Acting Principal Deputy Solicitor General of the United States
- In office May 17, 2010 – June 9, 2011
- President: Barack Obama
- Preceded by: Neal Katyal
- Succeeded by: Neal Katyal

Personal details
- Born: Leondra Reid Kruger July 28, 1976 (age 49) Glendale, California, U.S.
- Party: Democratic
- Spouse: Brian Hauck
- Children: 2
- Education: Harvard University (BA) Yale University (JD)

= Leondra Kruger =

American judge (born 1976)

Leondra Reid Kruger (born July 28, 1976) is an American judge who serves as an associate justice of the Supreme Court of California.

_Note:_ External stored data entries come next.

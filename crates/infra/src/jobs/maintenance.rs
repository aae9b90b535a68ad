//! Maintenance mode toggle across the cluster.

use std::sync::Arc;

use async_trait::async_trait;
use serde_json::Value as JsonValue;

use super::async_runner::{Task, task};
use super::cluster_runner::{ClusterJob, ClusterJobRunner};
use super::types::JobError;
use super::worker::register_cluster_job_handler;
use crate::command_service::CommandService;

pub const MAINTENANCE_TOGGLE: &str = "maintenance.toggle";

/// Payload field carrying the requested state as a JSON bool.
pub const MAINTENANCE_FIELD: &str = "enabled";

#[async_trait]
pub trait MaintenanceService: Send + Sync {
    /// Enter or leave maintenance mode for `site`, or for the whole member when `None`.
    async fn set_maintenance(&self, enabled: bool, site: Option<&str>) -> anyhow::Result<()>;
}

pub struct MaintenanceToggleJob {
    cluster: ClusterJobRunner,
    maintenance: Arc<dyn MaintenanceService>,
    enabled: bool,
}

impl MaintenanceToggleJob {
    pub fn new(cluster: ClusterJobRunner, maintenance: Arc<dyn MaintenanceService>, enabled: bool) -> Self {
        Self {
            cluster,
            maintenance,
            enabled,
        }
    }

    pub fn enabled(&self) -> bool {
        self.enabled
    }
}

#[async_trait]
impl ClusterJob for MaintenanceToggleJob {
    fn cluster(&self) -> &ClusterJobRunner {
        &self.cluster
    }

    async fn get_initiator_tasks(&self) -> Result<Vec<Task>, JobError> {
        let state = if self.enabled { "on" } else { "off" };
        self.cluster
            .base()
            .log(&format!("turning maintenance {state} on all members"));
        let options = self
            .cluster
            .command_options()
            .field(MAINTENANCE_FIELD, self.enabled);
        Ok(vec![self.cluster.create_command_task(MAINTENANCE_TOGGLE, options)])
    }

    async fn get_worker_tasks(&self) -> Result<Vec<Task>, JobError> {
        let maintenance = self.maintenance.clone();
        let enabled = self.enabled;
        let site = self.cluster.site().map(str::to_string);
        Ok(vec![task(move || async move {
            maintenance.set_maintenance(enabled, site.as_deref()).await?;
            Ok(JsonValue::Bool(true))
        })])
    }
}

/// The requested state must be explicit; a missing flag is not read as "off".
pub fn register_maintenance_handlers(service: &CommandService, maintenance: Arc<dyn MaintenanceService>) {
    register_cluster_job_handler(service, MAINTENANCE_TOGGLE, move |runner, command| {
        let enabled = command
            .get(MAINTENANCE_FIELD)
            .and_then(JsonValue::as_bool)
            .ok_or_else(|| JobError::Invalid(format!("{MAINTENANCE_TOGGLE} needs a boolean `{MAINTENANCE_FIELD}`")))?;
        Ok(MaintenanceToggleJob::new(runner, maintenance.clone(), enabled))
    });
}

#[cfg(test)]
mod tests {
    use std::sync::Mutex;
    use std::time::Duration;

    use super::*;
    use crate::cluster::StaticClusterRegistry;
    use crate::command_service::CommandOptions;
    use crate::jobs::async_runner::run;
    use crate::jobs::runner::JobRunner;
    use clustercmd_core::MemberId;
    use clustercmd_events::InMemoryCommandBroker;
    use serde_json::json;

    #[derive(Default)]
    struct Switch {
        states: Mutex<Vec<bool>>,
    }

    #[async_trait]
    impl MaintenanceService for Switch {
        async fn set_maintenance(&self, enabled: bool, _site: Option<&str>) -> anyhow::Result<()> {
            self.states.lock().unwrap().push(enabled);
            Ok(())
        }
    }

    async fn single_member() -> Arc<CommandService> {
        let me = MemberId::new("m1").unwrap();
        let service = CommandService::new(
            me.clone(),
            Arc::new(InMemoryCommandBroker::new()),
            Arc::new(StaticClusterRegistry::from_ids([me])),
            Some(Duration::from_secs(2)),
        );
        service.init().await.unwrap();
        service
    }

    #[tokio::test]
    async fn toggle_on_then_off() {
        let service = single_member().await;
        let switch = Arc::new(Switch::default());
        register_maintenance_handlers(&service, switch.clone());

        for enabled in [true, false] {
            let job = MaintenanceToggleJob::new(
                ClusterJobRunner::new(JobRunner::new(MAINTENANCE_TOGGLE), service.clone()),
                switch.clone(),
                enabled,
            );
            run(&job).await.unwrap();
        }

        assert_eq!(switch.states.lock().unwrap().clone(), vec![true, false]);
    }

    #[tokio::test]
    async fn missing_flag_is_rejected_by_worker() {
        let service = single_member().await;
        let switch = Arc::new(Switch::default());
        register_maintenance_handlers(&service, switch.clone());

        let reply = service
            .send_command_get_response(
                MAINTENANCE_TOGGLE,
                CommandOptions::new().to(service.me().clone()).field(MAINTENANCE_FIELD, "yes"),
            )
            .await
            .unwrap();

        assert_eq!(reply.get("result"), Some(&json!(false)));
        assert!(reply.get_str("error").unwrap().contains("needs a boolean"));
        assert!(switch.states.lock().unwrap().is_empty());
    }
}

A native of South Pasadena, California, she graduated from Harvard College and Yale Law School. Kruger then clerked for U.S. Supreme Court Justice John Paul Stevens, and subsequently worked in private practice and as a professor. She served as acting Principal Deputy Solicitor General of the United States from 2010 to 2011, and worked in the Office of Legal Counsel. In 2014, California Governor Jerry Brown nominated Kruger to a seat on the Supreme Court of California. She was confirmed, and was sworn in on January 5, 2015.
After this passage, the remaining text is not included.